Many electrical appliances used in the home transfer electrical energy to other useful forms.
|Appliance||Useful energy||Wasted energy|
|Electric kettle||Energy that heats the water||Thermal energy store heating the kettle and infrared radiation transferred to the surroundings|
|Hairdryer||Thermal energy store heating the air and kinetic energy of the fan that blows the air||Sound radiation, thermal energy store heating the hairdryer and infrared radiation transferred to the surroundings|
|Light bulb||Light radiation given out by the hot filament||Infrared radiation transferred to the surroundings|
|TV||Light radiation that creates images for the user and sound radiation that creates audio for the user||Thermal energy store heating the TV set and infrared radiation transferred to the surroundings|
The greater the amount of the supplied electrical energy transferred to useful energy stores, the more efficient the device will be. This can be shown in an energy transfer diagram or Sankey diagram.

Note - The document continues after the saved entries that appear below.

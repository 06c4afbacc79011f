// Domain layer: weighting models and ports (interfaces). No external dependencies beyond serde/async-trait.

pub mod model;
pub mod ports;
use thiserror::Error;

#[derive(Error, Debug)]
pub enum PtaError {
    #[error("Invalid weight code: {code} (weight codes must be non-negative)")]
    InvalidWeightCode { code: i64 },

    #[error("Fraction table lookup failed for code {code}: {reason}")]
    TableLookupError { code: i64, reason: String },

    #[error("Degenerate weighting: no explicit weight contributes to the result")]
    DegenerateWeighting,

    #[error("Overcommitted weighting: explicit weights {assigned} exceed the whole {denominator}")]
    OvercommittedWeighting { assigned: u64, denominator: u64 },

    #[error("API request failed: {0}")]
    ApiError(#[from] reqwest::Error),

    #[error("Export request returned {status}: {body}")]
    ExportStatusError { status: u16, body: String },

    #[error("IO error: {0}")]
    IoError(#[from] std::io::Error),

    #[error("Serialization error: {0}")]
    SerializationError(#[from] serde_json::Error),

    #[error("Configuration error in '{field}': {message}")]
    ConfigValidationError { field: String, message: String },

    #[error("Invalid value '{value}' for '{field}': {reason}")]
    InvalidConfigValueError {
        field: String,
        value: String,
        reason: String,
    },

    #[error("Missing required configuration: {field}")]
    MissingConfigError { field: String },
}

#[derive(Debug, Clone, Copy, PartialEq, Eq)]
pub enum ErrorCategory {
    Weighting,
    Network,
    Storage,
    Configuration,
}

#[derive(Debug, Clone, Copy, PartialEq, Eq, PartialOrd, Ord)]
pub enum ErrorSeverity {
    Low,
    Medium,
    High,
    Critical,
}

impl PtaError {
    pub fn category(&self) -> ErrorCategory {
        match self {
            PtaError::InvalidWeightCode { .. }
            | PtaError::TableLookupError { .. }
            | PtaError::DegenerateWeighting
            | PtaError::OvercommittedWeighting { .. } => ErrorCategory::Weighting,
            PtaError::ApiError(_) | PtaError::ExportStatusError { .. } => ErrorCategory::Network,
            PtaError::IoError(_) | PtaError::SerializationError(_) => ErrorCategory::Storage,
            PtaError::ConfigValidationError { .. }
            | PtaError::InvalidConfigValueError { .. }
            | PtaError::MissingConfigError { .. } => ErrorCategory::Configuration,
        }
    }

    pub fn severity(&self) -> ErrorSeverity {
        match self {
            PtaError::DegenerateWeighting => ErrorSeverity::Low,
            PtaError::ApiError(_) => ErrorSeverity::Medium,
            PtaError::ExportStatusError { status, .. } if *status >= 500 => ErrorSeverity::Medium,
            PtaError::IoError(_) => ErrorSeverity::Critical,
            _ => ErrorSeverity::High,
        }
    }

    pub fn recovery_suggestion(&self) -> String {
        match self {
            PtaError::InvalidWeightCode { .. } => {
                "Use 0 for no weight, 1-100 for a percentage or 101+ for a fraction table entry".to_string()
            }
            PtaError::TableLookupError { .. } => {
                "Check the [fractions] entries in the configuration file; each entry must look like '1/3'".to_string()
            }
            PtaError::DegenerateWeighting => {
                "Assign a non-zero weight to at least one explicit component".to_string()
            }
            PtaError::OvercommittedWeighting { .. } => {
                "Lower the explicit weights so they add up to at most 100%".to_string()
            }
            PtaError::ApiError(_) => {
                "Check the network connection and the export endpoint, then retry".to_string()
            }
            PtaError::ExportStatusError { status, .. } => match status {
                401 | 403 => "Check the TOKEN environment variable or the --token flag".to_string(),
                400 => "Check the year and klas parameters".to_string(),
                _ => "The export service reported an error; retry later".to_string(),
            },
            PtaError::IoError(_) => "Check that the output directory is writable".to_string(),
            PtaError::SerializationError(_) => "Report this as a bug".to_string(),
            PtaError::ConfigValidationError { field, .. }
            | PtaError::InvalidConfigValueError { field, .. }
            | PtaError::MissingConfigError { field } => {
                format!("Fix '{}' in the configuration file or pass it on the command line", field)
            }
        }
    }

    pub fn user_friendly_message(&self) -> String {
        match self {
            PtaError::InvalidWeightCode { code } => format!("Weight code {} is not valid", code),
            PtaError::TableLookupError { code, .. } => {
                format!("Weight code {} does not refer to a usable fraction", code)
            }
            PtaError::DegenerateWeighting => "The weights do not describe any weighting".to_string(),
            PtaError::OvercommittedWeighting { .. } => {
                "The weights add up to more than the whole".to_string()
            }
            PtaError::ApiError(_) => "Could not reach the export service".to_string(),
            PtaError::ExportStatusError { status, .. } => {
                format!("The export service refused the request (HTTP {})", status)
            }
            PtaError::IoError(e) => format!("File operation failed: {}", e),
            PtaError::SerializationError(_) => "Could not serialize the result".to_string(),
            PtaError::ConfigValidationError { .. }
            | PtaError::InvalidConfigValueError { .. }
            | PtaError::MissingConfigError { .. } => format!("Configuration problem: {}", self),
        }
    }
}

pub type Result<T> = std::result::Result<T, PtaError>;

Sankey diagrams show the energy transfers in a system:
Sankey diagrams are most useful when the amount of energy in each of the energy sources is known.
The width of the arrow is drawn to scale to show the amount of energy. Sankey diagrams show that the total energy transferred into a system is equal to the useful energy transferred plus the energy dissipated or 'wasted'. This confirms that energy is conserved.